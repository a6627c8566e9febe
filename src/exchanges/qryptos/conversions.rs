use crate::core::types::{AccountType, BalanceRecord, RateRecord};
use crate::exchanges::qryptos::types::{QryptosAccountBalance, QryptosProduct};
use tracing::warn;

/// Normalized symbol for a product: `BASE/QUOTE`.
pub fn product_symbol(product: &QryptosProduct) -> String {
    format!("{}/{}", product.base_currency, product.quoted_currency)
}

/// Split a `BASE/QUOTE` symbol. Symbols that are not exactly two non-empty
/// slash-separated parts are rejected.
pub fn parse_symbol(symbol: &str) -> Option<(&str, &str)> {
    let mut parts = symbol.split('/');
    let base = parts.next()?;
    let quote = parts.next()?;
    if base.is_empty() || quote.is_empty() || parts.next().is_some() {
        return None;
    }
    Some((base, quote))
}

/// Build a rate record from a symbol and its last-trade price. Malformed
/// symbols and absent or unparseable prices yield nothing.
pub fn convert_ticker(symbol: &str, last: Option<&str>) -> Option<RateRecord> {
    let (base, quote) = parse_symbol(symbol)?;
    let last = last?;
    match last.parse::<f64>() {
        Ok(value) => Some(RateRecord::new(base, quote, value)),
        Err(e) => {
            warn!(symbol, price = %last, "unparseable last price: {}", e);
            None
        }
    }
}

/// Rebuild balance state from the account response: one entry per currency
/// per account side. `balance` maps to `free`, `reserved_balance` to `used`.
/// Filtering of non-positive amounts happens at render time, not here.
pub fn balance_records(accounts: &[QryptosAccountBalance]) -> Vec<BalanceRecord> {
    let mut records = Vec::with_capacity(accounts.len() * 2);
    for account in accounts {
        match account.balance.parse::<f64>() {
            Ok(amount) => {
                records.push(BalanceRecord::new(&account.currency, AccountType::Free, amount));
            }
            Err(e) => {
                warn!(currency = %account.currency, "unparseable balance: {}", e);
            }
        }
        if let Some(reserved) = &account.reserved_balance {
            match reserved.parse::<f64>() {
                Ok(amount) => {
                    records.push(BalanceRecord::new(
                        &account.currency,
                        AccountType::Used,
                        amount,
                    ));
                }
                Err(e) => {
                    warn!(currency = %account.currency, "unparseable reserved balance: {}", e);
                }
            }
        }
    }
    records
}

#[cfg(test)]
mod tests {
    use super::*;

    #[test]
    fn well_formed_symbol_with_price_becomes_a_record() {
        let record = convert_ticker("BTC/USD", Some("100.5")).unwrap();
        assert_eq!(record.source_currency, "BTC");
        assert_eq!(record.target_currency, "USD");
        assert!((record.value - 100.5).abs() < f64::EPSILON);
    }

    #[test]
    fn slashless_symbol_yields_nothing() {
        assert!(convert_ticker("INVALIDSYMBOL", Some("1.0")).is_none());
    }

    #[test]
    fn extra_separator_yields_nothing() {
        assert!(convert_ticker("BTC/USD/EUR", Some("1.0")).is_none());
        assert!(convert_ticker("BTC/", Some("1.0")).is_none());
        assert!(convert_ticker("/USD", Some("1.0")).is_none());
    }

    #[test]
    fn missing_price_yields_nothing() {
        assert!(convert_ticker("BTC/USD", None).is_none());
    }

    #[test]
    fn product_symbol_joins_base_and_quote() {
        let product = QryptosProduct {
            currency_pair_code: "BTCUSD".to_string(),
            base_currency: "BTC".to_string(),
            quoted_currency: "USD".to_string(),
            last_traded_price: None,
        };
        assert_eq!(product_symbol(&product), "BTC/USD");
    }

    #[test]
    fn balance_state_keeps_both_sides_including_zero() {
        let accounts = vec![QryptosAccountBalance {
            currency: "BTC".to_string(),
            balance: "0".to_string(),
            reserved_balance: Some("5".to_string()),
        }];
        let records = balance_records(&accounts);
        assert_eq!(records.len(), 2);
        assert_eq!(records[0].account, AccountType::Free);
        assert!((records[0].amount - 0.0).abs() < f64::EPSILON);
        assert_eq!(records[1].account, AccountType::Used);
        assert!((records[1].amount - 5.0).abs() < f64::EPSILON);
    }

    #[test]
    fn unparseable_amounts_are_dropped() {
        let accounts = vec![QryptosAccountBalance {
            currency: "BTC".to_string(),
            balance: "oops".to_string(),
            reserved_balance: None,
        }];
        assert!(balance_records(&accounts).is_empty());
    }
}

◆ TASK BRIEF
If a line in the records above includes the string "from", copy it.

◆ ANSWER TO THIS TASK
/// Build a rate record from a symbol and its last-trade price. Malformed
/// Rebuild balance state from the account response: one entry per currency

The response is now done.